#### Requirement:
Look through the records below for lines containing the string "outflows", and report how many there are, nothing else.

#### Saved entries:
<<<<
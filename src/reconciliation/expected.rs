//! What the system expects to find in the drawer

use bigdecimal::{BigDecimal, ToPrimitive};
use serde::{Deserialize, Serialize};

use crate::types::*;

/// Movement code the server uses for the opening float
pub const OPENING_MOVEMENT_CODE: &str = "APERTURA";

/// Direction of a register movement
#[derive(Debug, Clone, Copy, PartialEq, Eq, Hash, Serialize, Deserialize)]
pub enum MovementDirection {
    Inflow,
    Outflow,
}

/// Where the cash of a movement physically ends up
#[derive(Debug, Clone, Copy, PartialEq, Eq, Hash, Default, Serialize, Deserialize)]
pub enum MovementDestination {
    #[default]
    Drawer,
    /// Deposited straight to the bank; never in the drawer
    Bank,
}

/// A single register movement
#[derive(Debug, Clone, PartialEq, Serialize, Deserialize)]
pub struct CashMovement {
    pub direction: MovementDirection,
    pub amount: BigDecimal,
    /// Movement type code (e.g. `APERTURA`, `VENTA`)
    pub code: String,
    pub destination: MovementDestination,
}

impl CashMovement {
    pub fn inflow(code: impl Into<String>, amount: BigDecimal) -> Self {
        Self {
            direction: MovementDirection::Inflow,
            amount,
            code: code.into(),
            destination: MovementDestination::Drawer,
        }
    }

    pub fn outflow(code: impl Into<String>, amount: BigDecimal) -> Self {
        Self {
            direction: MovementDirection::Outflow,
            amount,
            code: code.into(),
            destination: MovementDestination::Drawer,
        }
    }

    /// Mark the movement as bank-destined
    pub fn to_bank(mut self) -> Self {
        self.destination = MovementDestination::Bank;
        self
    }

    fn affects_drawer(&self) -> bool {
        if self.destination == MovementDestination::Bank {
            return false;
        }
        // The opening float is already counted in the opening amount.
        !(self.direction == MovementDirection::Inflow
            && self.code.eq_ignore_ascii_case(OPENING_MOVEMENT_CODE))
    }
}

/// Opening float plus drawer inflows minus drawer outflows
pub fn compute_expected_total(opening_amount: &BigDecimal, movements: &[CashMovement]) -> BigDecimal {
    let inflows: BigDecimal = movements
        .iter()
        .filter(|m| m.direction == MovementDirection::Inflow && m.affects_drawer())
        .map(|m| &m.amount)
        .sum();
    let outflows: BigDecimal = movements
        .iter()
        .filter(|m| m.direction == MovementDirection::Outflow && m.affects_drawer())
        .map(|m| &m.amount)
        .sum();

    opening_amount + &inflows - &outflows
}

/// Greedy breakdown of `total` from the largest denomination down.
///
/// Used only to prefill the count; the real drawer mix will differ. Any
/// remainder smaller than the smallest denomination is left uncounted.
pub fn expected_denominations(
    total: &BigDecimal,
    denominations: &[Denomination],
) -> DenominationCounts {
    let mut ordered: Vec<&Denomination> = denominations
        .iter()
        .filter(|d| d.value > BigDecimal::from(0))
        .collect();
    ordered.sort_by(|a, b| b.value.cmp(&a.value));

    let mut counts = DenominationCounts::new();
    let mut remaining = total.clone();

    for denomination in ordered {
        if remaining < denomination.value {
            continue;
        }
        // with_scale(0) truncates the quotient to whole units
        let units = (&remaining / &denomination.value).with_scale(0);
        remaining -= &(&denomination.value * &units);
        counts.insert(denomination.id, units.to_u64().unwrap_or(u64::MAX));
    }

    counts
}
>>>>
#### Output for this task:
3